Flight MH370 disappeared en route from Kuala Lumpur to Beijing in March 2014 with 239 people, mostly Chinese, on board.

Investigators believe someone may have deliberately switched off MH370's transponder before diverting it over the Indian Ocean. Debris has been collected from Indian Ocean islands and Africa's east coast and at least three pieces have been confirmed as coming from the missing plane.

Australia, China and Malaysia ended a fruitless AUS$200-million (£114.27 million) search of a 120,000 sq km area in January last year, despite investigators urging the search be extended to a 25,000 sq km area further to the north.

Malaysia agreed earlier this month to pay U.S. firm Ocean Infinity up to US$70 million (£50.18 million) if it finds the plane within 90 days.
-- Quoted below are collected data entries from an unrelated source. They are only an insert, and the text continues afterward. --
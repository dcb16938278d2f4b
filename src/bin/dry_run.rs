//! Deals one sample turn and runs it through the decision pipeline.
//!
//! With `ADVISOR_API_KEY` set the turn goes through the live advisory
//! round-trip; without it the deterministic fallback decides, which makes
//! this binary a quick offline smoke check.

use advisor_poker::{
    AdvisorConfig, AdvisorPlayer, ConfigError, TableAgent,
    game::entities::{GameStart, RoundState, ValidAction},
};
use anyhow::Result;
use pico_args::Arguments;
use rand::seq::SliceRandom;

const HELP: &str = "\
Run one sample poker turn through the decision pipeline

USAGE:
  dry_run [OPTIONS]

OPTIONS:
  --name NAME           Agent display name  [default: hero]
  --stack CHIPS         Starting stack      [default: 1000]
  --call CHIPS          Amount to call      [default: 20]

FLAGS:
  -h, --help            Print help information

ENVIRONMENT:
  ADVISOR_API_KEY       Advisory service bearer token (omit to run offline)
  ADVISOR_MODEL         Model shorthand or verbatim name
  ADVISOR_BASE_URL      Advisory endpoint prefix
";

struct Args {
    name: String,
    stack: u64,
    call: u64,
}

#[tokio::main]
async fn main() -> Result<()> {
    // Load .env file if it exists
    let _ = dotenvy::dotenv();

    let mut pargs = Arguments::from_env();

    // Help has a higher priority and should be handled separately.
    if pargs.contains(["-h", "--help"]) {
        print!("{HELP}");
        std::process::exit(0);
    }

    let args = Args {
        name: pargs
            .value_from_str("--name")
            .unwrap_or_else(|_| "hero".to_string()),
        stack: pargs.value_from_str("--stack").unwrap_or(1000),
        call: pargs.value_from_str("--call").unwrap_or(20),
    };

    env_logger::builder().format_target(false).init();

    let (hole_cards, board) = deal();
    let round_state = sample_round_state(&args, &board);
    let valid_actions = sample_valid_actions(&args);

    println!("Dealt hole cards: {hole_cards:?}, board: {board:?}");

    match AdvisorConfig::from_env() {
        Ok(config) => {
            println!("Consulting {} ...", config.model);
            let mut player = AdvisorPlayer::new(args.name.clone(), config)?;
            player.receive_game_start(&sample_game_start(&args));
            let (kind, amount) = player
                .declare_action(&valid_actions, &hole_cards, &round_state)
                .await;
            println!("Decision: {kind} {amount}");
            println!("\nSession history:\n{}", player.history().export_json()?);
        }
        Err(err @ ConfigError::MissingRequired { .. }) => {
            println!("{err}");
            println!("Running the offline fallback path instead.\n");
            let info = advisor_poker::extract_game_info(
                &round_state,
                &hole_cards,
                &valid_actions,
                Some("seat-hero"),
            );
            let action = advisor_poker::fallback_decision(
                &hole_cards,
                &board,
                info.my_stack,
                info.call_amount,
                &info.legal_actions,
            );
            println!("Hand: {} | Board: {}", info.hole_cards, info.community_cards);
            println!("Decision: {action}");
        }
        Err(err) => return Err(err.into()),
    }

    Ok(())
}

/// Deals two hole cards and a flop from a shuffled deck of card codes.
fn deal() -> (Vec<String>, Vec<String>) {
    let ranks = [
        "2", "3", "4", "5", "6", "7", "8", "9", "T", "J", "Q", "K", "A",
    ];
    let suits = ['C', 'D', 'H', 'S'];
    let mut deck: Vec<String> = ranks
        .iter()
        .flat_map(|rank| suits.iter().map(move |suit| format!("{rank}{suit}")))
        .collect();
    deck.shuffle(&mut rand::rng());
    let hole = deck[..2].to_vec();
    let board = deck[2..5].to_vec();
    (hole, board)
}

fn sample_round_state(args: &Args, board: &[String]) -> RoundState {
    serde_json::from_value(serde_json::json!({
        "street": "flop",
        "community_card": board,
        "pot": {"main": {"amount": 3 * args.call}, "side": []},
        "seats": [
            {"uuid": "seat-hero", "name": args.name, "stack": args.stack},
            {"uuid": "seat-1", "name": "villain", "stack": args.stack},
        ],
        "action_histories": {
            "flop": [{"uuid": "seat-1", "action": "BET", "amount": args.call}]
        }
    }))
    .expect("sample round state is valid")
}

fn sample_valid_actions(args: &Args) -> Vec<ValidAction> {
    serde_json::from_value(serde_json::json!([
        {"action": "fold", "amount": 0},
        {"action": "call", "amount": args.call},
        {"action": "raise", "amount": {"min": 2 * args.call, "max": args.stack}},
    ]))
    .expect("sample valid actions are valid")
}

fn sample_game_start(args: &Args) -> GameStart {
    serde_json::from_value(serde_json::json!({
        "player_num": 2,
        "rule": {"max_round": 1, "small_blind_amount": args.call / 2, "initial_stack": args.stack},
        "seats": [
            {"uuid": "seat-hero", "name": args.name, "stack": args.stack},
            {"uuid": "seat-1", "name": "villain", "stack": args.stack},
        ]
    }))
    .expect("sample game start is valid")
}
The search vessel, the Seabed Constructor, set off from Durban, South Africa, on Jan. 3.

Ocean Infinity's vessel carries eight "autonomous underwater vehicles", or submersible craft, that will scour the seabed with scanning equipment for information to be sent back for analysis.

The Seabed Constructor began its search on Monday, Malaysia's Department of Civil Aviation said in a statement.

Reuters shipping data shows the vessel reached the search zone on Sunday and on Tuesday was tracking towards a spot that Australia's scientific agency believes with "unprecedented precision and certainty" is the most likely location of the aircraft.

The eight submersibles can search a wide area of sea floor much faster than the tethered scanners used in previous searches, Charitha Pattiaratchi, professor of coastal oceanography at the University of Western Australia, told Reuters by phone from Colombo.

"If they don't find anything in the 90 days ... I think that would be the end for decades - this is like the final effort, if you like," he said.


The Seabed Constructor could complete the search within three or four weeks, covering up to 60,000 sq km in 90 days, or four times faster than earlier efforts, Ocean Infinity Chief Executive Oliver Plunkett told Reuters this month.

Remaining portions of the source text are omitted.